Ab den 1950er-Jahren suchte die pharma­zeutische Industrie nach Medikamenten für die wirkungs­volle Behandlung von psychischen Erkrankungen. Nachdem der Münsterlinger Oberarzt Roland Kuhn 1956 die antidepressive Wirkung einer Substanz erkannt hatte, kam es ab 1958 zum Siegeszug des Antidepressivums Tofranil der Firma Geigy. Bis 1981 testete Kuhn für die Pharma­branche rund 40 weitere Substanzen. Die Patient­innen und Patienten wurden darüber nicht ins Bild gesetzt. Was anfangs noch im Einklang mit den Anschauungen der Zeit stand, entfernte sich mit den Jahren immer mehr von den wissen­schaftli­chen und ethischen Standards, namentlich nach der Erklärung von Helsinki 1964.
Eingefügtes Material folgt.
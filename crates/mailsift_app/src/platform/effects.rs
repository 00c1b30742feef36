use engine_logging::engine_info;
use mailsift_core::{Effect, Msg, RecordOutcome, SavedExport, ScrapeResult, WorkbookSource};
use mailsift_engine::{
    EngineEvent, EngineHandle, ExportRecord, WorkbookInput, DEFAULT_EXPORT_FILENAME,
};

/// Executes core effects against the engine and the native dialogs.
pub struct EffectRunner {
    engine: EngineHandle,
}

impl EffectRunner {
    pub fn new(engine: EngineHandle) -> Self {
        Self { engine }
    }

    pub fn run(&self, effect: Effect) {
        match effect {
            Effect::ReadWorkbook(source) => {
                engine_info!("Reading workbook {}", source.display_name());
                self.engine.read_workbook(workbook_input(source));
            }
            Effect::ScrapeUrls(jobs) => self.engine.scrape(jobs),
            Effect::ExportCsv(results) => {
                let Some(path) = rfd::FileDialog::new()
                    .set_title("Save scraped emails")
                    .set_file_name(DEFAULT_EXPORT_FILENAME)
                    .add_filter("CSV", &["csv"])
                    .save_file()
                else {
                    engine_info!("Export cancelled");
                    return;
                };
                self.engine.export_csv(path, export_records(&results));
            }
        }
    }

    pub fn try_recv(&self) -> Option<EngineEvent> {
        self.engine.try_recv()
    }
}

fn workbook_input(source: WorkbookSource) -> WorkbookInput {
    match source {
        WorkbookSource::Path(path) => WorkbookInput::Path(path),
        WorkbookSource::Bytes { bytes, .. } => WorkbookInput::Bytes(bytes),
    }
}

fn export_records(results: &[ScrapeResult]) -> Vec<ExportRecord> {
    results
        .iter()
        .map(|result| ExportRecord {
            url: result.url.clone(),
            emails: result.emails.clone(),
        })
        .collect()
}

pub fn event_to_msg(event: EngineEvent) -> Msg {
    match event {
        EngineEvent::WorkbookRead { result } => Msg::WorkbookRead(result),
        EngineEvent::RecordStarted {
            record_id,
            position,
            total,
        } => Msg::RecordStarted {
            record_id,
            position,
            total,
        },
        EngineEvent::RecordCompleted { record_id, result } => Msg::RecordDone {
            record_id,
            outcome: match result {
                Ok(emails) => RecordOutcome::Success(emails),
                Err(_) => RecordOutcome::Failed,
            },
        },
        EngineEvent::BatchFinished => Msg::ProcessingFinished,
        EngineEvent::ExportFinished { result } => {
            Msg::ExportFinished(result.map(|summary| SavedExport {
                path: summary.path,
                rows: summary.rows,
                emails: summary.emails,
            }))
        }
    }
}

#[cfg(test)]
mod tests {
    use std::path::PathBuf;
    use std::sync::Arc;

    use mailsift_core::RecordStatus;
    use mailsift_engine::{ExportSummary, FailureKind};

    use super::*;

    #[test]
    fn completed_records_map_to_outcomes() {
        let ok = event_to_msg(EngineEvent::RecordCompleted {
            record_id: 2,
            result: Ok(vec!["a@b.com".into()]),
        });
        assert_eq!(
            ok,
            Msg::RecordDone {
                record_id: 2,
                outcome: RecordOutcome::Success(vec!["a@b.com".into()]),
            }
        );

        let failed = event_to_msg(EngineEvent::RecordCompleted {
            record_id: 3,
            result: Err(FailureKind::TaskFailed),
        });
        assert_eq!(
            failed,
            Msg::RecordDone {
                record_id: 3,
                outcome: RecordOutcome::Failed,
            }
        );
    }

    #[test]
    fn record_started_keeps_batch_position() {
        let msg = event_to_msg(EngineEvent::RecordStarted {
            record_id: 4,
            position: 5,
            total: 9,
        });
        assert_eq!(
            msg,
            Msg::RecordStarted {
                record_id: 4,
                position: 5,
                total: 9,
            }
        );
    }

    #[test]
    fn export_summary_keeps_path_and_counts() {
        let msg = event_to_msg(EngineEvent::ExportFinished {
            result: Ok(ExportSummary {
                path: PathBuf::from("out.csv"),
                rows: 3,
                emails: 2,
            }),
        });
        assert_eq!(
            msg,
            Msg::ExportFinished(Ok(SavedExport {
                path: PathBuf::from("out.csv"),
                rows: 3,
                emails: 2,
            }))
        );
    }

    #[test]
    fn batch_finished_ends_processing() {
        assert_eq!(event_to_msg(EngineEvent::BatchFinished), Msg::ProcessingFinished);
    }

    #[test]
    fn dropped_bytes_keep_their_contents() {
        let bytes: Arc<[u8]> = Arc::from(&b"PK\x03\x04"[..]);
        let input = workbook_input(WorkbookSource::Bytes {
            name: "urls.xlsx".into(),
            bytes: bytes.clone(),
        });
        assert_eq!(input, WorkbookInput::Bytes(bytes));
    }

    #[test]
    fn results_become_export_records_in_order() {
        let results = vec![
            ScrapeResult {
                url: "https://a.com".into(),
                emails: vec!["x@a.com".into()],
                status: RecordStatus::Success,
            },
            ScrapeResult {
                url: "https://b.com".into(),
                emails: Vec::new(),
                status: RecordStatus::Error,
            },
        ];
        let records = export_records(&results);
        assert_eq!(records.len(), 2);
        assert_eq!(records[0].url, "https://a.com");
        assert_eq!(records[1].row_count(), 1);
    }
}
Nicht zu recht­fertigen war die Verabreichung von Test­substanzen an Kinder und Jugendliche. Insgesamt erhielten mindestens 3000 Patient­innen und Patienten Test­präparate. In manchen Fällen dürften diese positiv ange­schlagen, in anderen aber verheerend gewirkt haben.

Zweifellos trug die Tatsache, dass die Bevölkerung die Klinik als »Seeseite« aus ihrem Bewusstsein verdrängt hatte, mit dazu bei, dass auch die zuständigen Aufsichts­behörden über die geradezu fieberhafte Münsterlinger Medikamenten­forschung hinweg­sahen oder sie sogar guthiessen.